Records to process:
__________________________________________________

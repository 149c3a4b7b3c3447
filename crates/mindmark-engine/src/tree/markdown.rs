use pulldown_cmark::{CodeBlockKind, Event, Options, Parser, Tag, TagEnd, html};

use super::{TransformError, TreeNode, TreeTransformer};

/// Heading levels occupy ranks 1..=6; list items rank below them by depth.
const HEADING_RANKS: usize = 6;

/// Builds the mind-map tree from canonical markdown with pulldown-cmark.
///
/// Headings nest by level, list items nest under the current heading or
/// item, code blocks and stray paragraphs become leaves of whatever is open.
#[derive(Debug, Default)]
pub struct MarkdownTreeTransformer;

impl MarkdownTreeTransformer {
    pub fn new() -> Self {
        Self
    }

    fn options() -> Options {
        Options::ENABLE_TABLES | Options::ENABLE_STRIKETHROUGH | Options::ENABLE_TASKLISTS
    }
}

impl TreeTransformer for MarkdownTreeTransformer {
    fn transform(&self, markdown: &str) -> Result<TreeNode, TransformError> {
        let mut builder = TreeBuilder::new();
        for event in Parser::new_ext(markdown, Self::options()) {
            builder.push(event);
        }
        let root = builder.finish();
        if root.content.is_empty() && root.children.is_empty() {
            return Err(TransformError::Empty);
        }
        Ok(root)
    }
}

#[derive(Debug, PartialEq, Eq)]
enum Capture {
    None,
    Heading,
    Item,
    Paragraph,
    Code { lang: String, body: String },
}

struct Frame {
    rank: usize,
    node: TreeNode,
}

struct TreeBuilder<'a> {
    stack: Vec<Frame>,
    inline: Vec<Event<'a>>,
    capture: Capture,
    list_depth: usize,
    top_level_headings: usize,
}

impl<'a> TreeBuilder<'a> {
    fn new() -> Self {
        Self {
            stack: vec![Frame {
                rank: 0,
                node: TreeNode::default(),
            }],
            inline: Vec::new(),
            capture: Capture::None,
            list_depth: 0,
            top_level_headings: 0,
        }
    }

    fn push(&mut self, event: Event<'a>) {
        match event {
            Event::Start(Tag::Heading { .. }) => {
                self.inline.clear();
                self.capture = Capture::Heading;
            }
            Event::End(TagEnd::Heading(level)) => {
                let content = self.render_inline();
                let rank = level as usize;
                if rank == 1 {
                    self.top_level_headings += 1;
                }
                self.open(rank, TreeNode::new(content));
                self.capture = Capture::None;
            }
            Event::Start(Tag::List(_)) => {
                self.finish_item_content();
                self.list_depth += 1;
            }
            Event::End(TagEnd::List(_)) => {
                self.list_depth = self.list_depth.saturating_sub(1);
            }
            Event::Start(Tag::Item) => {
                self.open(HEADING_RANKS + self.list_depth, TreeNode::default());
                self.inline.clear();
                self.capture = Capture::Item;
            }
            Event::End(TagEnd::Item) => {
                self.finish_item_content();
                self.close(HEADING_RANKS + self.list_depth);
            }
            Event::Start(Tag::Paragraph) => {
                if self.capture == Capture::Item && self.inline.is_empty() {
                    return;
                }
                self.finish_item_content();
                self.inline.clear();
                self.inline.push(Event::Start(Tag::Paragraph));
                self.capture = Capture::Paragraph;
            }
            Event::End(TagEnd::Paragraph) => match self.capture {
                Capture::Item => self.finish_item_content(),
                Capture::Paragraph => {
                    self.inline.push(Event::End(TagEnd::Paragraph));
                    let content = self.render_inline();
                    self.attach_leaf(content);
                    self.capture = Capture::None;
                }
                _ => {}
            },
            Event::Start(Tag::CodeBlock(kind)) => {
                self.finish_item_content();
                let lang = match kind {
                    CodeBlockKind::Fenced(info) => {
                        info.split_whitespace().next().unwrap_or_default().to_string()
                    }
                    CodeBlockKind::Indented => String::new(),
                };
                self.capture = Capture::Code {
                    lang,
                    body: String::new(),
                };
            }
            Event::End(TagEnd::CodeBlock) => {
                if let Capture::Code { lang, body } =
                    std::mem::replace(&mut self.capture, Capture::None)
                {
                    self.attach_leaf(code_block_html(&lang, &body));
                }
            }
            Event::Text(text) if matches!(self.capture, Capture::Code { .. }) => {
                if let Capture::Code { body, .. } = &mut self.capture {
                    body.push_str(&text);
                }
            }
            Event::Html(raw) if self.capture == Capture::None => {
                let trimmed = raw.trim();
                if !trimmed.is_empty() {
                    self.attach_leaf(trimmed.to_string());
                }
            }
            Event::Rule => {}
            other => {
                if matches!(
                    self.capture,
                    Capture::Heading | Capture::Item | Capture::Paragraph
                ) {
                    self.inline.push(other);
                }
            }
        }
    }

    fn finish(mut self) -> TreeNode {
        self.finish_item_content();
        while self.stack.len() > 1 {
            self.close_top();
        }
        let mut root = self
            .stack
            .pop()
            .map(|frame| frame.node)
            .unwrap_or_default();

        if self.top_level_headings == 1 && root.children.len() == 1 {
            root = root.children.remove(0);
        }
        root.assign_depths(0);
        root
    }

    fn render_inline(&mut self) -> String {
        let mut out = String::new();
        html::push_html(&mut out, self.inline.drain(..));
        out.trim().to_string()
    }

    /// Moves buffered inline events into the open list item's content.
    fn finish_item_content(&mut self) {
        if self.capture != Capture::Item {
            return;
        }
        let content = self.render_inline();
        if let Some(frame) = self.stack.last_mut() {
            frame.node.content = content;
        }
        self.capture = Capture::None;
    }

    fn open(&mut self, rank: usize, node: TreeNode) {
        while self.stack.len() > 1 && self.stack.last().is_some_and(|f| f.rank >= rank) {
            self.close_top();
        }
        self.stack.push(Frame { rank, node });
    }

    fn close(&mut self, rank: usize) {
        while self.stack.len() > 1 && self.stack.last().is_some_and(|f| f.rank >= rank) {
            self.close_top();
        }
    }

    fn close_top(&mut self) {
        if let Some(frame) = self.stack.pop()
            && let Some(parent) = self.stack.last_mut()
        {
            parent.node.children.push(frame.node);
        }
    }

    fn attach_leaf(&mut self, content: String) {
        if let Some(frame) = self.stack.last_mut() {
            frame.node.children.push(TreeNode::new(content));
        }
    }
}

fn code_block_html(lang: &str, body: &str) -> String {
    let code = html_escape::encode_text(body.trim_end_matches('\n'));
    if lang.is_empty() {
        format!("<pre><code>{code}</code></pre>")
    } else {
        format!(
            "<pre><code class=\"language-{}\">{code}</code></pre>",
            html_escape::encode_double_quoted_attribute(lang)
        )
    }
}

#[cfg(test)]
mod tests {
    use super::*;
    use pretty_assertions::assert_eq;

    fn transform(md: &str) -> TreeNode {
        MarkdownTreeTransformer::new().transform(md).unwrap()
    }

    fn outline(node: &TreeNode) -> Vec<(usize, String)> {
        node.iter().map(|n| (n.depth, n.content.clone())).collect()
    }

    #[test]
    fn single_top_heading_becomes_root() {
        let root = transform("# Root\n## A\n- one\n- two\n## B\n");
        assert_eq!(
            outline(&root),
            vec![
                (0, "Root".to_string()),
                (1, "A".to_string()),
                (2, "one".to_string()),
                (2, "two".to_string()),
                (1, "B".to_string()),
            ]
        );
    }

    #[test]
    fn multiple_top_headings_get_synthetic_root() {
        let root = transform("# A\n# B\n");
        assert_eq!(root.content, "");
        assert_eq!(root.children.len(), 2);
    }

    #[test]
    fn nested_lists_nest() {
        let root = transform("- Parent\n  - Child\n    - Grandchild\n- Sibling\n");
        assert_eq!(root.children.len(), 2);
        assert_eq!(root.children[0].content, "Parent");
        assert_eq!(root.children[0].children[0].content, "Child");
        assert_eq!(root.children[0].children[0].children[0].content, "Grandchild");
        assert_eq!(root.children[1].content, "Sibling");
    }

    #[test]
    fn inline_html_images_are_kept() {
        let root = transform("# R\n- Item <img src=\"blob:x\" width=\"10\">\n");
        assert_eq!(root.children[0].content, "Item <img src=\"blob:x\" width=\"10\">");
    }

    #[test]
    fn inline_markup_is_rendered() {
        let root = transform("# R\n- **bold** and `code`\n");
        assert_eq!(
            root.children[0].content,
            "<strong>bold</strong> and <code>code</code>"
        );
    }

    #[test]
    fn code_blocks_become_leaves_of_their_item() {
        let root = transform("# R\n- Item\n  ```javascript\n  a < b\n  ```\n- Next\n");
        let item = &root.children[0];
        assert_eq!(item.content, "Item");
        assert_eq!(
            item.children[0].content,
            "<pre><code class=\"language-javascript\">a &lt; b</code></pre>"
        );
        assert_eq!(root.children[1].content, "Next");
    }

    #[test]
    fn loose_item_continuations_are_paragraph_leaves() {
        let root = transform("- Item\n\n    More text.\n");
        let item = &root.children[0];
        assert_eq!(item.content, "Item");
        assert_eq!(item.children[0].content, "<p>More text.</p>");
    }

    #[test]
    fn heading_after_list_closes_items() {
        let root = transform("# R\n## A\n- x\n  - y\n## B\n");
        assert_eq!(root.children[1].content, "B");
        assert_eq!(root.children[1].depth, 1);
    }

    #[test]
    fn nothing_renderable_is_an_error() {
        assert_eq!(
            MarkdownTreeTransformer::new().transform("---\n"),
            Err(TransformError::Empty)
        );
    }

    #[test]
    fn rules_are_ignored() {
        let root = transform("# R\n- a\n\n---\n");
        assert_eq!(root.count(), 2);
    }
}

__________________________________________________

Your instructions:
How many lines in the data above contain the string "TransformError"? Reply with only the number.

Solution:
4